** Input data follows **

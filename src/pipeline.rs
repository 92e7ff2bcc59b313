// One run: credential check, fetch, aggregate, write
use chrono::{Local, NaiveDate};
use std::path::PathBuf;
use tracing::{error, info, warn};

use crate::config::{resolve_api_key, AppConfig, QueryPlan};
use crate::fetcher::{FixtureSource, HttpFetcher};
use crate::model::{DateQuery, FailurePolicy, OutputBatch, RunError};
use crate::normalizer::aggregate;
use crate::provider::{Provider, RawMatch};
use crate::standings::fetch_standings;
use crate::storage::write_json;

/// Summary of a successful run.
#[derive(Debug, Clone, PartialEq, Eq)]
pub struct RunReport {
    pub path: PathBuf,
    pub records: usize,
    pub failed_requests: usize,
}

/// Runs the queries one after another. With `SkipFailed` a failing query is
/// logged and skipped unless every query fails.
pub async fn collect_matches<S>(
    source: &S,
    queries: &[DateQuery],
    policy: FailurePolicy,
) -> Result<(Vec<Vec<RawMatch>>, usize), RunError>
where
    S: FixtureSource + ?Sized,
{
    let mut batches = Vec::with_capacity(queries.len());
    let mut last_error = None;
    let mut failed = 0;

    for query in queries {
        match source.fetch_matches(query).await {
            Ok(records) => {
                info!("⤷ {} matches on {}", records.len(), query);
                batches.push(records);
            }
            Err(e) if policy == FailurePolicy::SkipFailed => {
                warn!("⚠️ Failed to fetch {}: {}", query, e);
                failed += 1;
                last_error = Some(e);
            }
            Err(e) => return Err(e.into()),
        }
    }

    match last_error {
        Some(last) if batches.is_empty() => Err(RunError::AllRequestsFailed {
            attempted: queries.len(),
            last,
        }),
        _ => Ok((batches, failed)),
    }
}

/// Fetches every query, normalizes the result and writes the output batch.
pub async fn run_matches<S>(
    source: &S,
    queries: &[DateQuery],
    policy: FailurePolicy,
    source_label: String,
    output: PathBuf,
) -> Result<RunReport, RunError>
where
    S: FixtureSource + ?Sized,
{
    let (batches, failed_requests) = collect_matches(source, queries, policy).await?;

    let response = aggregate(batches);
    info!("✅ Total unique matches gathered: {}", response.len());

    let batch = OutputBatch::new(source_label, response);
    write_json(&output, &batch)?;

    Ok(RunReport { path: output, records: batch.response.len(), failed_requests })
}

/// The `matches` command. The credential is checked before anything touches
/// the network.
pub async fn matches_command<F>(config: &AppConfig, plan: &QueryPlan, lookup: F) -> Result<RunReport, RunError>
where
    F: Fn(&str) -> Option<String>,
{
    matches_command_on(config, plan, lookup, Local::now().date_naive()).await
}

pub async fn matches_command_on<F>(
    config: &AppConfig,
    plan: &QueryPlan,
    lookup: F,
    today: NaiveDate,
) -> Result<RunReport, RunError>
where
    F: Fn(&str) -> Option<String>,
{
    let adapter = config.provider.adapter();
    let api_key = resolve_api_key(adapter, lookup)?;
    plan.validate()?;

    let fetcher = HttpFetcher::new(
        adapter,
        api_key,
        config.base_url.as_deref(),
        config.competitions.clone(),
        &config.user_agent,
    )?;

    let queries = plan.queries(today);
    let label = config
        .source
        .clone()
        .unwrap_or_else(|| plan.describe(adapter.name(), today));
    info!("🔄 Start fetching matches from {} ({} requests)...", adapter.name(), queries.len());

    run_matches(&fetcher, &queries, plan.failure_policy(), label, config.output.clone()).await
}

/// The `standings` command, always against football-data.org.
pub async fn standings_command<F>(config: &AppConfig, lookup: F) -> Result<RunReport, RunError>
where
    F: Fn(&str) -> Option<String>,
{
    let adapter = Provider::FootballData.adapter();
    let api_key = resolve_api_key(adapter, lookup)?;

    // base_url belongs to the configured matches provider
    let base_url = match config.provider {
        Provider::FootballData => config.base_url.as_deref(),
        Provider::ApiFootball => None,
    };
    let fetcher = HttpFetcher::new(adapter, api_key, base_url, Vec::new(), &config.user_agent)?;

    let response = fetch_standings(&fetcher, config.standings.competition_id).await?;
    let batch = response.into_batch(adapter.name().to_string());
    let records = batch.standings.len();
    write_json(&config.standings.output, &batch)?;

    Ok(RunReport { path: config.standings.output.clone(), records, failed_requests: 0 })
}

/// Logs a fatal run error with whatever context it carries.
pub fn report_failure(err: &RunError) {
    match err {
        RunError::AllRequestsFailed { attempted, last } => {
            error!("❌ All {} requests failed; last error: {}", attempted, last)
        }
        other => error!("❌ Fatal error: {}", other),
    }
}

** End of Input data **
** Input data follows **

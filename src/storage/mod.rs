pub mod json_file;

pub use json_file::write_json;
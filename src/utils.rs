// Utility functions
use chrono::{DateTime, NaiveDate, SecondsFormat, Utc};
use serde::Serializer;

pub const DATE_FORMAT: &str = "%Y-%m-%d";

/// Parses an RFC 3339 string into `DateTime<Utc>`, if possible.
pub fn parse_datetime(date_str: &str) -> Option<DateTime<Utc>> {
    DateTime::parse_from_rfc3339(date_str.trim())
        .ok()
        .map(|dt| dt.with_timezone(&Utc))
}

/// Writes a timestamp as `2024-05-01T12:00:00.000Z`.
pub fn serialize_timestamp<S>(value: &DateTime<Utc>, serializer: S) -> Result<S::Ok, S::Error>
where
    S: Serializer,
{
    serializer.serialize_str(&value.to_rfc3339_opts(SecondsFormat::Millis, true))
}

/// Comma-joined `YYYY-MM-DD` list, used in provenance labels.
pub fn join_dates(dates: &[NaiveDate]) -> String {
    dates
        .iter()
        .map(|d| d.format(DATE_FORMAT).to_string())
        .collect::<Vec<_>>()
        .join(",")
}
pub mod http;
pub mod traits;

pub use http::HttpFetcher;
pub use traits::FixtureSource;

** End of Input data **
** Input data follows **

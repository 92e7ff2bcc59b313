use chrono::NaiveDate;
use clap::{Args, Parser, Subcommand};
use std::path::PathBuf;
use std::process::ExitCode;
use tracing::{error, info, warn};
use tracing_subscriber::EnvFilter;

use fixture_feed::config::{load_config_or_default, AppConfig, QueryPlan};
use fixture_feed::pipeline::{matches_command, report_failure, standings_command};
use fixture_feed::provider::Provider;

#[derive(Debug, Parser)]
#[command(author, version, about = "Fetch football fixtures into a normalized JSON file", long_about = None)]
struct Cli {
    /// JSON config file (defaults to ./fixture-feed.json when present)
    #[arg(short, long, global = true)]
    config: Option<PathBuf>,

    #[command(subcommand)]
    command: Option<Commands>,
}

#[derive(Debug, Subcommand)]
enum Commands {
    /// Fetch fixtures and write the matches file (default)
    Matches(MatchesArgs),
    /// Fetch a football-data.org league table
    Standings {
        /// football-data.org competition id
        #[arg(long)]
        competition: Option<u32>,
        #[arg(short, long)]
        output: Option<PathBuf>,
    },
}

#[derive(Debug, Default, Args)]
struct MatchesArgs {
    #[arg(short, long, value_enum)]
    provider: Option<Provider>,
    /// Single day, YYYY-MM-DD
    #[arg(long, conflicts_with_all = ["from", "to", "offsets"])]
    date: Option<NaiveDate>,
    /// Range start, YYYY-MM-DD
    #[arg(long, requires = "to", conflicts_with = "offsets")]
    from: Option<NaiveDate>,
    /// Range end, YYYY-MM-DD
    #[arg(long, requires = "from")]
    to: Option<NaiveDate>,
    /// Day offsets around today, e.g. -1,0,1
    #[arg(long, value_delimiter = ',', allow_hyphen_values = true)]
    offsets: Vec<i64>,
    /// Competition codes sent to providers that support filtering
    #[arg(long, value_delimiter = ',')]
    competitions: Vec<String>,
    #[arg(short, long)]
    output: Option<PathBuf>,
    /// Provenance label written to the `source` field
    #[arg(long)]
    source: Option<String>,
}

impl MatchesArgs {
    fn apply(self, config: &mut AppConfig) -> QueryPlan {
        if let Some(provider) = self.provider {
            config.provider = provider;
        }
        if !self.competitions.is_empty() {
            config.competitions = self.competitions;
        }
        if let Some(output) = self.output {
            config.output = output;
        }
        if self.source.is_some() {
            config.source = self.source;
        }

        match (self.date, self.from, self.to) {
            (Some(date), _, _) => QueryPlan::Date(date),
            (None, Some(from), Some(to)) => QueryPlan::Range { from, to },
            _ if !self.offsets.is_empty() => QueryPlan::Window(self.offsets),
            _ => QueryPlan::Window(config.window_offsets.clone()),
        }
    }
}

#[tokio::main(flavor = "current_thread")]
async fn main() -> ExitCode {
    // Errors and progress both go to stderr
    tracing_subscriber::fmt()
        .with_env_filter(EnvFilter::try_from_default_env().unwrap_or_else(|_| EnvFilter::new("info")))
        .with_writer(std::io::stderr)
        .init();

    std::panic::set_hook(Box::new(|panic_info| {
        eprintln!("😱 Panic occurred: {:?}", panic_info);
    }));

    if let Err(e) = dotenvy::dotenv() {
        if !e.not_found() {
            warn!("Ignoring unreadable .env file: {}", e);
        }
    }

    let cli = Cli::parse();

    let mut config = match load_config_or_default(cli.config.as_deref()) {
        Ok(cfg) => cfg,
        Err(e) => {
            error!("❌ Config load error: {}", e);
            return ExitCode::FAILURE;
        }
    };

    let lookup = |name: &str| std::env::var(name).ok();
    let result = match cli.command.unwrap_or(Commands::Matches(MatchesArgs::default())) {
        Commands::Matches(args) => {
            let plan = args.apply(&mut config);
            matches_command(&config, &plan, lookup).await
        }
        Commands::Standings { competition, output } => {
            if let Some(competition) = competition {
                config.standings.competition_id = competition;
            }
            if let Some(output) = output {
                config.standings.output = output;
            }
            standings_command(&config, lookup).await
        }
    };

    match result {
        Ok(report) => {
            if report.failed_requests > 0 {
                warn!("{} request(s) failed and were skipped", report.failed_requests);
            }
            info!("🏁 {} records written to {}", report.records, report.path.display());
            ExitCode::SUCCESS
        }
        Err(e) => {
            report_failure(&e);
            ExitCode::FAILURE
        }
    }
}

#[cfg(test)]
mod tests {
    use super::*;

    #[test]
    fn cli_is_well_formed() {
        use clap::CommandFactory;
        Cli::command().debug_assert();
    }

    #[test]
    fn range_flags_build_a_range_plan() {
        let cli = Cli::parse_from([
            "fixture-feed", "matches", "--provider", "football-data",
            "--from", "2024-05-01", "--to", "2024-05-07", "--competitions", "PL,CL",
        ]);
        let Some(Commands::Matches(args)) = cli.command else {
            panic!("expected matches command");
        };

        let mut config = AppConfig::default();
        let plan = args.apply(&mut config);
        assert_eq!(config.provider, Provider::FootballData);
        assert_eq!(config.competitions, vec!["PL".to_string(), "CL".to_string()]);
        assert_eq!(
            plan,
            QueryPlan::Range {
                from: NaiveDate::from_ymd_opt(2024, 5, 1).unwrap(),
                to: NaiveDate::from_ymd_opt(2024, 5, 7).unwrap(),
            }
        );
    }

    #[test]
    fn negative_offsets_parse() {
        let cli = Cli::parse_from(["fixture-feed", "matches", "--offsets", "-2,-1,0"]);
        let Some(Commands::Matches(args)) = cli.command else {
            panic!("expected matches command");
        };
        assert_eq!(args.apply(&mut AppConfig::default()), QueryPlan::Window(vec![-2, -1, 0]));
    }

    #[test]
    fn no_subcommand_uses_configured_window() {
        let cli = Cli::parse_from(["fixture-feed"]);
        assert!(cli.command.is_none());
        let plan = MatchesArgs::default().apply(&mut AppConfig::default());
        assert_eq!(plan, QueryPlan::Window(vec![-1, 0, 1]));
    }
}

** End of Input data **

▶ **What to do**
Please report how many lines of the entries above include "RawMatch". Only the number is wanted.

▶ **Solution to this task**
2